_What to produce:_
In the lines below, count those containing the word "Parser" and give the number alone.

_Data supplied:_
══════
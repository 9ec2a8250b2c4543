//! SQL handling for the report pipeline.
//!
//! - [`template`] - `{{param:..}}` / `{{dataset:..}}` placeholder resolution
//! - [`filter`] - column filters rendered as `WHERE` conditions
//! - [`dialect`] - per-backend envelopes and connection targets

pub mod dialect;
pub mod filter;
pub mod template;

#[cfg(test)]
pub mod test_utils;

pub use dialect::{Dialect, SqlDialect};
pub use filter::{build_conditions, parse_filters, Filter, FilterOp};
pub use template::{
    resolve, DepthGuard, ResolvedQuery, TemplateResolver, UnresolvedReason, UnresolvedReference,
};
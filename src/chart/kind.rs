//! Chart archetype tags.

use std::fmt;
use std::str::FromStr;

use serde::{Deserialize, Serialize};

use super::error::ChartError;

/// Every chart archetype the builder can lay out.
#[derive(Debug, Clone, Copy, PartialEq, Eq, Hash, Serialize, Deserialize)]
#[serde(try_from = "String", into = "String")]
pub enum ChartType {
    Bar,
    Line,
    Pie,
    Scatter,
    Radar,
    Funnel,
    Gauge,
    Heatmap,
    Calendar,
    Graph,
    Liquid,
    Parallel,
    PictorialBar,
    Sankey,
    Map,
    Table,
    Grid,
}

impl ChartType {
    pub const ALL: &'static [ChartType] = &[
        ChartType::Bar,
        ChartType::Line,
        ChartType::Pie,
        ChartType::Scatter,
        ChartType::Radar,
        ChartType::Funnel,
        ChartType::Gauge,
        ChartType::Heatmap,
        ChartType::Calendar,
        ChartType::Graph,
        ChartType::Liquid,
        ChartType::Parallel,
        ChartType::PictorialBar,
        ChartType::Sankey,
        ChartType::Map,
        ChartType::Table,
        ChartType::Grid,
    ];

    pub fn as_str(&self) -> &'static str {
        match self {
            ChartType::Bar => "bar",
            ChartType::Line => "line",
            ChartType::Pie => "pie",
            ChartType::Scatter => "scatter",
            ChartType::Radar => "radar",
            ChartType::Funnel => "funnel",
            ChartType::Gauge => "gauge",
            ChartType::Heatmap => "heatmap",
            ChartType::Calendar => "calendar",
            ChartType::Graph => "graph",
            ChartType::Liquid => "liquid",
            ChartType::Parallel => "parallel",
            ChartType::PictorialBar => "pictorial_bar",
            ChartType::Sankey => "sankey",
            ChartType::Map => "map",
            ChartType::Table => "table",
            ChartType::Grid => "grid",
        }
    }

    /// Whether the archetype is drawn on x/y axes.
    pub fn is_cartesian(&self) -> bool {
        matches!(
            self,
            ChartType::Bar
                | ChartType::Line
                | ChartType::Scatter
                | ChartType::Heatmap
                | ChartType::PictorialBar
                | ChartType::Grid
        )
    }

    /// Archetypes that move to the composite grid layout when a right axis is requested.
    pub fn promotes_to_grid(&self) -> bool {
        matches!(self, ChartType::Bar | ChartType::Line | ChartType::Scatter)
    }
}

impl FromStr for ChartType {
    type Err = ChartError;

    fn from_str(s: &str) -> Result<Self, Self::Err> {
        let kind = match s.trim().to_lowercase().as_str() {
            "bar" => ChartType::Bar,
            "line" => ChartType::Line,
            "pie" => ChartType::Pie,
            "scatter" => ChartType::Scatter,
            "radar" => ChartType::Radar,
            "funnel" => ChartType::Funnel,
            "gauge" => ChartType::Gauge,
            "heatmap" => ChartType::Heatmap,
            "calendar" => ChartType::Calendar,
            "graph" => ChartType::Graph,
            "liquid" => ChartType::Liquid,
            "parallel" => ChartType::Parallel,
            "pictorial_bar" | "pictorialbar" => ChartType::PictorialBar,
            "sankey" => ChartType::Sankey,
            "map" => ChartType::Map,
            "table" => ChartType::Table,
            "grid" => ChartType::Grid,
            other => return Err(ChartError::UnknownChartType(other.to_string())),
        };
        Ok(kind)
    }
}

impl TryFrom<String> for ChartType {
    type Error = ChartError;

    fn try_from(s: String) -> Result<Self, Self::Error> {
        s.parse()
    }
}

impl From<ChartType> for String {
    fn from(kind: ChartType) -> Self {
        kind.as_str().to_string()
    }
}

impl fmt::Display for ChartType {
    fn fmt(&self, f: &mut fmt::Formatter<'_>) -> fmt::Result {
        f.write_str(self.as_str())
    }
}
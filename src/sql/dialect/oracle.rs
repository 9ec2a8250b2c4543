//! Oracle dialect.
//!
//! Oracle differences from ANSI:
//! - No `LIMIT` before 12c; rows are capped with the `ROWNUM` pseudo-column
//! - `AS` is not allowed when aliasing a derived table, so the envelope is unaliased
//! - `SELECT` requires a `FROM`, so the liveness probe reads `DUAL`
//! - Connections use an EZConnect DSN (`host:port/service`)

use super::helpers;
use super::SqlDialect;
use crate::config::DataSourceConnection;

/// Oracle dialect.
#[derive(Debug, Clone, Copy)]
pub struct Oracle;

impl SqlDialect for Oracle {
    fn name(&self) -> &'static str {
        "oracle"
    }

    fn driver_name(&self) -> &'static str {
        "oracle"
    }

    fn default_port(&self) -> u16 {
        1521
    }

    fn connection_string(&self, conn: &DataSourceConnection) -> String {
        helpers::ezconnect_target(conn, self.default_port())
    }

    fn probe_query(&self) -> &'static str {
        "SELECT 1 FROM DUAL"
    }

    fn wrap_query(&self, sql: &str, conditions: &[String], limit: Option<u64>) -> String {
        helpers::wrap_rownum(sql, conditions, limit)
    }
}
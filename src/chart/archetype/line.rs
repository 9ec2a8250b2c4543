use serde_json::{json, Map, Value};

use crate::chart::context::BuildContext;
use crate::chart::error::ChartResult;
use crate::chart::options::{self, numbers, set_opt};

pub(super) fn series(ctx: &BuildContext<'_>, col: &str, values: &[f64]) -> Value {
    let line = &ctx.style().line;
    let mut s = Map::new();
    s.insert("type".into(), json!("line"));
    s.insert("name".into(), json!(ctx.series_name(col)));
    s.insert("data".into(), numbers(values));
    s.insert("label".into(), options::series_label(ctx, col, None));
    set_opt(&mut s, "stack", ctx.style().stack.clone().map(Value::String));
    s.insert("smooth".into(), json!(line.smooth));
    s.insert("step".into(), json!(line.step));
    s.insert("connectNulls".into(), json!(line.connect_nones));
    s.insert("symbol".into(), json!(line.symbol));
    s.insert("symbolSize".into(), options::symbol_size(ctx));
    s.insert("lineStyle".into(), options::line_style(ctx));
    set_opt(&mut s, "areaStyle", options::area_style(ctx));
    set_opt(&mut s, "markPoint", options::mark_point(ctx));
    set_opt(&mut s, "markLine", options::mark_line(ctx));
    set_opt(&mut s, "itemStyle", options::item_style(ctx));
    Value::Object(s)
}

pub fn build(ctx: &BuildContext<'_>) -> ChartResult<Option<Value>> {
    let mut series: Vec<Value> = ctx
        .data
        .series()
        .map(|(col, values)| series(ctx, col, values))
        .collect();
    options::apply_color_by(ctx, &mut series);

    let mut root = options::cartesian(ctx, options::category_x_axis(ctx), options::y_axis(ctx));
    root.insert("series".into(), Value::Array(series));
    Ok(Some(Value::Object(root)))
}
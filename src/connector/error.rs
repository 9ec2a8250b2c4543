//! Connection and query error types.

use thiserror::Error;

/// Result type for connection operations.
pub type ConnectionResult<T> = Result<T, ConnectionError>;

/// Result type for query operations.
pub type QueryResult<T> = Result<T, QueryError>;

/// Errors raised while opening or closing a connection.
#[derive(Error, Debug, Clone, PartialEq, Eq)]
pub enum ConnectionError {
    /// The driver has no support for this backend.
    #[error("database driver not available: {0}")]
    DriverNotFound(String),

    /// The backend refused or could not be reached.
    #[error("failed to connect to {target}: {message}")]
    Refused {
        /// `host:port/database`, without credentials.
        target: String,
        message: String,
    },

    /// The driver transport failed.
    #[error("driver error: {0}")]
    Driver(String),

    /// Releasing the connection failed.
    #[error("failed to close connection: {0}")]
    Close(String),
}

impl ConnectionError {
    pub fn refused(target: impl Into<String>, message: impl Into<String>) -> Self {
        Self::Refused {
            target: target.into(),
            message: message.into(),
        }
    }
}

/// Errors raised while executing a statement on an open connection.
#[derive(Error, Debug, Clone, PartialEq, Eq)]
pub enum QueryError {
    /// The backend rejected the statement (syntax, permissions, missing objects).
    #[error("{0}")]
    Rejected(String),

    /// The driver transport failed mid-query.
    #[error("driver error: {0}")]
    Driver(String),

    /// The driver returned rows that do not match the column list.
    #[error("malformed result: {0}")]
    Malformed(String),
}
//! Tabular data passed between pipeline stages.

use serde::{Deserialize, Serialize};
use serde_json::{Map, Value};

/// One row keyed by column name, in column order.
pub type Record = Map<String, Value>;

/// Column names plus eagerly materialized rows, as returned by a query.
#[derive(Debug, Clone, Default, PartialEq, Serialize, Deserialize)]
pub struct ResultSet {
    /// Column names, in select-list order.
    pub columns: Vec<String>,
    /// Row values, positionally aligned with `columns`.
    pub rows: Vec<Vec<Value>>,
}

impl ResultSet {
    pub fn new(columns: Vec<String>, rows: Vec<Vec<Value>>) -> Self {
        Self { columns, rows }
    }

    pub fn is_empty(&self) -> bool {
        self.rows.is_empty()
    }

    pub fn len(&self) -> usize {
        self.rows.len()
    }

    /// Convert rows to records. Short rows are padded with null; extra cells are dropped.
    pub fn to_records(&self) -> Vec<Record> {
        self.rows
            .iter()
            .map(|row| {
                self.columns
                    .iter()
                    .enumerate()
                    .map(|(i, col)| (col.clone(), row.get(i).cloned().unwrap_or(Value::Null)))
                    .collect()
            })
            .collect()
    }
}

/// Render a cell the way it appears on a chart axis: strings verbatim,
/// null as empty, everything else in its JSON form.
pub fn display_value(value: &Value) -> String {
    match value {
        Value::Null => String::new(),
        Value::String(s) => s.clone(),
        Value::Number(n) => n.to_string(),
        Value::Bool(b) => b.to_string(),
        other => other.to_string(),
    }
}

/// Emit `f` as a JSON integer when it is integral and exactly representable.
pub fn number_value(f: f64) -> Value {
    if f.is_finite() && f.fract() == 0.0 && f.abs() < 9_007_199_254_740_992.0 {
        Value::from(f as i64)
    } else {
        serde_json::Number::from_f64(f)
            .map(Value::Number)
            .unwrap_or(Value::Null)
    }
}
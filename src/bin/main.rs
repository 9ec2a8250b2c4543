//! reportflow CLI - resolve dataset SQL, preview envelopes, build charts, render reports
//!
//! Usage:
//!   reportflow resolve <datasets.json> --dataset <id> [--param key=value]...
//!   reportflow wrap <sql> [--dialect <dialect>] [--limit <n>] [--filters <json>]
//!   reportflow chart <chart.json> <rows.json>
//!   reportflow render <report.json> --datasets <datasets.json> [--param key=value]...
//!   reportflow test-connection <name>
//!
//! Examples:
//!   reportflow resolve datasets.json --dataset 3 --param year=2024
//!   reportflow wrap "SELECT * FROM orders" --dialect oracle --limit 100
//!   reportflow chart sales_chart.json rows.json
//!   reportflow render monthly.json --datasets datasets.json

use std::fs;
use std::path::{Path, PathBuf};
use std::process::ExitCode;
use std::sync::Arc;

use clap::{Parser, Subcommand, ValueEnum};
use serde_json::{json, Value};
use tracing::{info, warn};

use reportflow::chart::{self, ChartDescriptor, TimelineGuard};
use reportflow::config::Settings;
use reportflow::connector::Connector;
use reportflow::data::Record;
use reportflow::dataset::{DatasetDefinition, DatasetId, DatasetRepository, InMemoryRepository, Params};
use reportflow::execute::{wrap_query, QueryExecutor};
use reportflow::report::{ReportDefinition, ReportRenderer};
use reportflow::sql::{parse_filters, Dialect, TemplateResolver};
use reportflow::worker::{WorkerClient, WorkerDriver};
use reportflow::{ReportflowError, Result};

#[derive(Parser)]
#[command(name = "reportflow")]
#[command(about = "reportflow - SQL templates to chart option trees")]
#[command(version)]
struct Cli {
    /// Config file (defaults to REPORTFLOW_CONFIG, ./reportflow.toml, ~/.config/reportflow/config.toml)
    #[arg(long, global = true)]
    config: Option<PathBuf>,

    #[command(subcommand)]
    command: Commands,
}

#[derive(Subcommand)]
enum Commands {
    /// Expand a dataset's SQL template
    Resolve {
        /// JSON array of dataset definitions
        datasets: PathBuf,

        /// Dataset to resolve
        #[arg(short, long)]
        dataset: DatasetId,

        /// Parameter values as key=value
        #[arg(short, long = "param")]
        params: Vec<String>,
    },

    /// Print the dialect envelope for a query without running it
    Wrap {
        sql: String,

        #[arg(short, long, default_value = "tsql")]
        dialect: DialectArg,

        #[arg(short, long)]
        limit: Option<u64>,

        /// Filters as a JSON array of {col, op, val}
        #[arg(short, long)]
        filters: Option<String>,
    },

    /// Build chart options from a chart config and a JSON array of rows
    Chart {
        config: PathBuf,
        rows: PathBuf,

        /// Print the option tree with scripts left as marker strings
        #[arg(long)]
        raw: bool,
    },

    /// Render every chart of a report through the database worker
    Render {
        report: PathBuf,

        /// JSON array of dataset definitions
        #[arg(short, long)]
        datasets: PathBuf,

        #[arg(short, long = "param")]
        params: Vec<String>,
    },

    /// Open a configured connection, run the probe query and close it
    TestConnection {
        /// Connection name from the [connections] config section
        name: String,
    },
}

#[derive(Clone, ValueEnum)]
enum DialectArg {
    Tsql,
    Mysql,
    Postgres,
    Oracle,
}

impl From<DialectArg> for Dialect {
    fn from(arg: DialectArg) -> Self {
        match arg {
            DialectArg::Tsql => Dialect::TSql,
            DialectArg::Mysql => Dialect::MySql,
            DialectArg::Postgres => Dialect::Postgres,
            DialectArg::Oracle => Dialect::Oracle,
        }
    }
}

#[tokio::main]
async fn main() -> ExitCode {
    tracing_subscriber::fmt()
        .with_writer(std::io::stderr)
        .with_env_filter(
            tracing_subscriber::EnvFilter::from_default_env()
                .add_directive(tracing::Level::INFO.into()),
        )
        .init();

    let cli = Cli::parse();
    let result = match cli.command {
        Commands::Resolve {
            datasets,
            dataset,
            params,
        } => cmd_resolve(&datasets, dataset, &params),
        Commands::Wrap {
            sql,
            dialect,
            limit,
            filters,
        } => cmd_wrap(&sql, dialect, limit, filters.as_deref()),
        Commands::Chart { config, rows, raw } => cmd_chart(cli.config.as_deref(), &config, &rows, raw),
        Commands::Render {
            report,
            datasets,
            params,
        } => cmd_render(cli.config.as_deref(), &report, &datasets, &params).await,
        Commands::TestConnection { name } => cmd_test_connection(cli.config.as_deref(), &name).await,
    };

    match result {
        Ok(code) => code,
        Err(e) => {
            eprintln!("Error: {e}");
            ExitCode::FAILURE
        }
    }
}

fn load_settings(path: Option<&Path>) -> Result<Settings> {
    Ok(match path {
        Some(p) => Settings::from_file(p)?,
        None => Settings::load()?,
    })
}

fn read_json(path: &Path) -> Result<Value> {
    let text = fs::read_to_string(path)
        .map_err(|e| ReportflowError::io(format!("reading '{}'", path.display()), e))?;
    serde_json::from_str(&text).map_err(|e| ReportflowError::json(path.display().to_string(), e))
}

fn load_repository(path: &Path) -> Result<InMemoryRepository> {
    let datasets: Vec<DatasetDefinition> = serde_json::from_value(read_json(path)?)
        .map_err(|e| ReportflowError::json(path.display().to_string(), e))?;
    Ok(datasets.into_iter().collect())
}

/// `key=value` pairs; values that parse as JSON keep their type.
fn parse_params(pairs: &[String]) -> Params {
    let mut params = Params::new();
    for pair in pairs {
        let Some((key, value)) = pair.split_once('=') else {
            warn!(param = %pair, "ignoring parameter without '='");
            continue;
        };
        let value = serde_json::from_str(value).unwrap_or_else(|_| Value::String(value.to_string()));
        params.insert(key.trim().to_string(), value);
    }
    params
}

fn cmd_resolve(datasets: &Path, id: DatasetId, params: &[String]) -> Result<ExitCode> {
    let repository = load_repository(datasets)?;
    let Some(dataset) = repository.dataset(id)? else {
        eprintln!("Dataset {id} not found");
        return Ok(ExitCode::FAILURE);
    };

    let params = dataset.effective_params(&parse_params(params));
    let resolved = TemplateResolver::new(&repository).resolve(&dataset.sql, &params);
    println!("{}", resolved.sql);
    for unresolved in &resolved.unresolved {
        eprintln!(
            "-- unresolved dataset:{} at depth {} ({:?})",
            unresolved.id, unresolved.depth, unresolved.reason
        );
    }
    Ok(ExitCode::SUCCESS)
}

fn cmd_wrap(sql: &str, dialect: DialectArg, limit: Option<u64>, filters: Option<&str>) -> Result<ExitCode> {
    let filters = match filters {
        Some(text) => {
            let value: Value =
                serde_json::from_str(text).map_err(|e| ReportflowError::json("--filters", e))?;
            parse_filters(&value)
        }
        None => Vec::new(),
    };
    println!("{}", wrap_query(dialect.into(), sql, limit, &filters));
    Ok(ExitCode::SUCCESS)
}

fn cmd_chart(settings: Option<&Path>, config: &Path, rows: &Path, raw: bool) -> Result<ExitCode> {
    let settings = load_settings(settings)?;
    let descriptor = ChartDescriptor::from_value(&read_json(config)?)?;
    let rows: Vec<Record> = match read_json(rows)? {
        Value::Array(items) => items
            .into_iter()
            .filter_map(|v| match v {
                Value::Object(map) => Some(map),
                _ => None,
            })
            .collect(),
        _ => {
            eprintln!("Rows file must contain a JSON array of objects");
            return Ok(ExitCode::FAILURE);
        }
    };

    match chart::build(&descriptor, &rows, &settings.chart, TimelineGuard::default())? {
        Some(spec) if raw => println!("{}", spec.as_value()),
        Some(spec) => println!("{}", spec.dump_options()?),
        None => {
            eprintln!("Nothing to draw");
            return Ok(ExitCode::FAILURE);
        }
    }
    Ok(ExitCode::SUCCESS)
}

async fn connector(settings: &Settings) -> Result<Connector> {
    let client = WorkerClient::spawn_with_settings(settings).await?;
    Ok(Connector::new(Arc::new(WorkerDriver::new(Arc::new(client)))))
}

async fn cmd_render(
    settings: Option<&Path>,
    report: &Path,
    datasets: &Path,
    params: &[String],
) -> Result<ExitCode> {
    let settings = load_settings(settings)?;
    let report: ReportDefinition = serde_json::from_value(read_json(report)?)
        .map_err(|e| ReportflowError::json(report.display().to_string(), e))?;
    let repository = Arc::new(load_repository(datasets)?);

    let executor = QueryExecutor::new(connector(&settings).await?);
    let renderer = ReportRenderer::new(repository, Arc::new(settings.clone()), executor)
        .with_settings(&settings);
    let rendered = renderer.render(&report, &parse_params(params)).await;

    let mut charts = Vec::with_capacity(rendered.charts.len());
    for chart in &rendered.charts {
        let options = match &chart.options {
            Some(spec) => Some(spec.dump_options()?),
            None => None,
        };
        charts.push(json!({
            "title": chart.title,
            "type": chart.chart_type,
            "options": options,
            "error": chart.error,
        }));
    }
    let output = json!({
        "name": rendered.name,
        "datasets": rendered.datasets,
        "charts": charts,
    });
    println!("{output:#}");

    let failed = rendered.failed_charts();
    if failed > 0 {
        warn!(failed, "some charts failed");
    }
    info!(charts = rendered.charts.len(), "done");
    Ok(ExitCode::SUCCESS)
}

async fn cmd_test_connection(settings: Option<&Path>, name: &str) -> Result<ExitCode> {
    let settings = load_settings(settings)?;
    let conn = settings.connection(name)?;
    let connector = connector(&settings).await?;

    let (ok, message) = connector.test_connection(&conn).await;
    if ok {
        println!("OK: {message}");
        Ok(ExitCode::SUCCESS)
    } else {
        eprintln!("FAILED: {message}");
        Ok(ExitCode::FAILURE)
    }
}
use serde_json::{json, Value};

use crate::chart::context::BuildContext;
use crate::chart::error::ChartResult;
use crate::chart::options::{self, set_opt};
use crate::data::number_value;

pub fn build(ctx: &BuildContext<'_>) -> ChartResult<Option<Value>> {
    let Some((col, values)) = ctx.data.series().next() else {
        return Ok(None);
    };
    let c = &ctx.style().calendar;
    let data: Vec<Value> = ctx
        .data
        .categories
        .iter()
        .zip(values)
        .map(|(day, v)| json!([day, number_value(*v)]))
        .collect();

    let mut root = options::base(ctx);
    root.insert(
        "calendar".into(),
        json!({
            "range": c.range,
            "cellSize": ["auto", number_value(c.cell_size)],
            "yearLabel": {"show": false},
        }),
    );
    set_opt(&mut root, "visualMap", options::visual_map(ctx));
    root.insert(
        "series".into(),
        json!([{
            "type": "heatmap",
            "coordinateSystem": "calendar",
            "name": ctx.series_name(col),
            "data": data,
        }]),
    );
    Ok(Some(Value::Object(root)))
}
══════
_Expected output:_
2